◆ **PROBLEM DETAILS**
How many lines in these records hold the string "gift"? State only that number.

[Collected data]
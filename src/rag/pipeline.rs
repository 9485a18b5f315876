//! End-to-end query processing: retrieve, assemble, complete, persist.

use std::sync::{Arc, RwLock, RwLockReadGuard};

use crate::core::config::{CompletionConfig, RetrievalConfig};
use crate::core::errors::ApiError;
use crate::history::ConversationStore;
use crate::llm::types::{ChatMessage, CompletionRequest};
use crate::llm::CompletionProvider;
use crate::models::{DocumentMetadata, MessageRole, SourceReference};
use crate::rag::context::ContextBuilder;
use crate::rag::retriever::DocumentIndex;

#[derive(Debug, Clone)]
pub struct QueryOutcome {
    pub content: String,
    pub sources: Vec<SourceReference>,
}

pub struct RagPipeline {
    index: Arc<RwLock<DocumentIndex>>,
    conversations: Arc<ConversationStore>,
    provider: Arc<dyn CompletionProvider>,
    context: ContextBuilder,
    top_k: usize,
    temperature: f64,
    max_tokens: u32,
    /// Serializes whole queries so the user-then-assistant persistence order
    /// holds under concurrent calls for any chat.
    query_lock: tokio::sync::Mutex<()>,
}

impl RagPipeline {
    pub fn new(
        index: Arc<RwLock<DocumentIndex>>,
        conversations: Arc<ConversationStore>,
        provider: Arc<dyn CompletionProvider>,
        retrieval: &RetrievalConfig,
        completion: &CompletionConfig,
    ) -> Self {
        Self {
            index,
            conversations,
            provider,
            context: ContextBuilder::new(retrieval),
            top_k: retrieval.top_k,
            temperature: completion.temperature,
            max_tokens: completion.max_tokens,
            query_lock: tokio::sync::Mutex::new(()),
        }
    }

    /// Processes one user query against a chat.
    ///
    /// Retrieval and completion failures abort the whole operation before
    /// anything is persisted; they surface as a single aggregate error
    /// carrying the underlying cause and are never retried automatically.
    pub async fn process_query(
        &self,
        chat_id: u64,
        query: &str,
        history: &[ChatMessage],
    ) -> Result<QueryOutcome, ApiError> {
        if query.trim().is_empty() {
            return Err(ApiError::Validation(
                "query must not be empty".to_string(),
            ));
        }

        let _guard = self.query_lock.lock().await;
        self.run(chat_id, query, history)
            .await
            .map_err(ApiError::query_processing)
    }

    async fn run(
        &self,
        chat_id: u64,
        query: &str,
        history: &[ChatMessage],
    ) -> Result<QueryOutcome, ApiError> {
        tracing::debug!(chat_id, "retrieving sources");
        let use_vectors =
            self.provider.supports_embeddings() && self.read_index().has_embeddings();

        let sources = if use_vectors {
            // Embed outside the index lock; std locks must not be held
            // across an await.
            let query_vector = self.provider.embed(query).await?;
            self.read_index().search_vector(&query_vector, self.top_k)
        } else {
            self.read_index().search_text(query, self.top_k)
        };
        tracing::debug!(chat_id, count = sources.len(), "sources retrieved");

        let cited: Vec<(SourceReference, DocumentMetadata)> = {
            let index = self.read_index();
            sources
                .iter()
                .map(|s| {
                    let metadata = index
                        .document_by_id(s.id)
                        .map(|d| d.metadata.clone())
                        .unwrap_or(DocumentMetadata::General);
                    (s.clone(), metadata)
                })
                .collect()
        };

        let messages = self.context.assemble(query, history, &cited);
        let request = CompletionRequest {
            messages,
            temperature: self.temperature,
            max_tokens: self.max_tokens,
        };

        let content = self.provider.complete(request).await?;
        // An empty completion would fail message validation after the user
        // message is already persisted; reject it up front so a failure
        // never leaves a user message without its assistant reply.
        if content.trim().is_empty() {
            return Err(ApiError::Provider(
                "completion returned empty content".to_string(),
            ));
        }

        self.conversations
            .create_message(chat_id, MessageRole::User, query, None)?;
        self.conversations.create_message(
            chat_id,
            MessageRole::Assistant,
            &content,
            Some(sources.clone()),
        )?;

        Ok(QueryOutcome { content, sources })
    }

    fn read_index(&self) -> RwLockReadGuard<'_, DocumentIndex> {
        self.index.read().unwrap_or_else(|e| e.into_inner())
    }
}

#[cfg(test)]
mod tests {
    use std::sync::atomic::{AtomicUsize, Ordering};

    use async_trait::async_trait;

    use super::*;
    use crate::core::config::RetentionConfig;
    use crate::models::Document;

    struct StubProvider {
        answer: &'static str,
        embedding: Option<Vec<f32>>,
        fail_completion: bool,
        calls: AtomicUsize,
    }

    impl StubProvider {
        fn text_only(answer: &'static str) -> Self {
            Self {
                answer,
                embedding: None,
                fail_completion: false,
                calls: AtomicUsize::new(0),
            }
        }

        fn failing() -> Self {
            Self {
                answer: "",
                embedding: None,
                fail_completion: true,
                calls: AtomicUsize::new(0),
            }
        }
    }

    #[async_trait]
    impl CompletionProvider for StubProvider {
        fn name(&self) -> &str {
            "stub"
        }

        async fn complete(&self, _request: CompletionRequest) -> Result<String, ApiError> {
            self.calls.fetch_add(1, Ordering::SeqCst);
            if self.fail_completion {
                return Err(ApiError::Provider("upstream unavailable".to_string()));
            }
            Ok(self.answer.to_string())
        }

        async fn embed(&self, _text: &str) -> Result<Vec<f32>, ApiError> {
            self.embedding
                .clone()
                .ok_or_else(|| ApiError::Provider("no embeddings".to_string()))
        }

        fn supports_embeddings(&self) -> bool {
            self.embedding.is_some()
        }
    }

    fn corpus_index() -> Arc<RwLock<DocumentIndex>> {
        let mut index = DocumentIndex::new();
        index.add_document(Document {
            id: 1,
            title: "On Faith".to_string(),
            content: "Faith is the theological virtue by which we believe.".to_string(),
            source: "Catechism of the Catholic Church".to_string(),
            metadata: DocumentMetadata::Catechism {
                section: Some("Part Three".to_string()),
                paragraphs: Some("1814-1816".to_string()),
            },
        });
        index.add_document(Document {
            id: 2,
            title: "On Hope".to_string(),
            content: "Hope responds to the aspiration to happiness.".to_string(),
            source: "Catechism of the Catholic Church".to_string(),
            metadata: DocumentMetadata::Catechism {
                section: Some("Part Three".to_string()),
                paragraphs: Some("1817-1821".to_string()),
            },
        });
        Arc::new(RwLock::new(index))
    }

    fn pipeline(provider: Arc<dyn CompletionProvider>) -> (RagPipeline, Arc<ConversationStore>) {
        let conversations = Arc::new(ConversationStore::new(RetentionConfig {
            returned_messages: 50,
            ..RetentionConfig::default()
        }));
        let pipeline = RagPipeline::new(
            corpus_index(),
            conversations.clone(),
            provider,
            &RetrievalConfig::default(),
            &CompletionConfig::default(),
        );
        (pipeline, conversations)
    }

    #[tokio::test]
    async fn persists_exactly_user_then_assistant_with_matching_sources() {
        let provider = Arc::new(StubProvider::text_only("Faith is a gift."));
        let (pipeline, conversations) = pipeline(provider);

        let outcome = pipeline
            .process_query(1, "What is faith?", &[])
            .await
            .expect("query succeeds");

        assert_eq!(outcome.content, "Faith is a gift.");
        assert!(!outcome.sources.is_empty());

        let messages = conversations.messages_for_chat(1);
        assert_eq!(messages.len(), 2);
        assert_eq!(messages[0].role, MessageRole::User);
        assert_eq!(messages[0].content, "What is faith?");
        assert!(messages[0].sources.is_none());
        assert_eq!(messages[1].role, MessageRole::Assistant);
        assert_eq!(messages[1].sources.as_ref(), Some(&outcome.sources));
    }

    #[tokio::test]
    async fn provider_failure_aborts_without_partial_persistence() {
        let provider = Arc::new(StubProvider::failing());
        let (pipeline, conversations) = pipeline(provider);

        let err = pipeline
            .process_query(1, "What is faith?", &[])
            .await
            .expect_err("provider failure propagates");

        match err {
            ApiError::QueryProcessing(cause) => {
                assert!(matches!(*cause, ApiError::Provider(_)));
            }
            other => panic!("unexpected error: {other}"),
        }
        assert_eq!(conversations.total_messages(), 0);
    }

    #[tokio::test]
    async fn empty_completion_aborts_without_persisting_the_user_message() {
        let provider = Arc::new(StubProvider::text_only(""));
        let (pipeline, conversations) = pipeline(provider);

        let err = pipeline
            .process_query(1, "What is faith?", &[])
            .await
            .expect_err("empty completion must fail");

        match err {
            ApiError::QueryProcessing(cause) => {
                assert!(matches!(*cause, ApiError::Provider(_)));
            }
            other => panic!("unexpected error: {other}"),
        }
        // Neither the user message nor an assistant message may remain.
        assert_eq!(conversations.total_messages(), 0);
    }

    #[tokio::test]
    async fn empty_query_is_rejected_before_any_work() {
        let provider = Arc::new(StubProvider::text_only("unused"));
        let (pipeline, conversations) = pipeline(provider.clone());

        let err = pipeline
            .process_query(1, "  ", &[])
            .await
            .expect_err("empty query rejected");
        assert!(matches!(err, ApiError::Validation(_)));
        assert_eq!(conversations.total_messages(), 0);
        assert_eq!(provider.calls.load(Ordering::SeqCst), 0);
    }

    #[tokio::test]
    async fn keyword_fallback_is_used_when_embeddings_are_unavailable() {
        let provider = Arc::new(StubProvider::text_only("answer"));
        let (pipeline, _) = pipeline(provider);

        let outcome = pipeline
            .process_query(1, "faith", &[])
            .await
            .expect("query succeeds");
        assert_eq!(outcome.sources[0].id, 1);
        assert_eq!(outcome.sources[0].category.as_deref(), Some("Catechism"));
    }

    #[tokio::test]
    async fn vector_strategy_is_preferred_when_index_and_provider_have_embeddings() {
        let provider = Arc::new(StubProvider {
            answer: "answer",
            embedding: Some(vec![0.0, 1.0]),
            fail_completion: false,
            calls: AtomicUsize::new(0),
        });

        let mut index = DocumentIndex::new();
        index.add_document_with_vector(
            Document {
                id: 1,
                title: "A".to_string(),
                content: "faith faith faith".to_string(),
                source: "test".to_string(),
                metadata: DocumentMetadata::General,
            },
            vec![1.0, 0.0],
        );
        index.add_document_with_vector(
            Document {
                id: 2,
                title: "B".to_string(),
                content: "unrelated".to_string(),
                source: "test".to_string(),
                metadata: DocumentMetadata::General,
            },
            vec![0.0, 1.0],
        );

        let conversations = Arc::new(ConversationStore::new(RetentionConfig::default()));
        let pipeline = RagPipeline::new(
            Arc::new(RwLock::new(index)),
            conversations,
            provider,
            &RetrievalConfig::default(),
            &CompletionConfig::default(),
        );

        // Keyword scoring would pick document 1; the embedding picks 2.
        let outcome = pipeline
            .process_query(1, "faith", &[])
            .await
            .expect("query succeeds");
        assert_eq!(outcome.sources[0].id, 2);
    }
}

◆ **SOLUTION TO THE PROBLEM**
2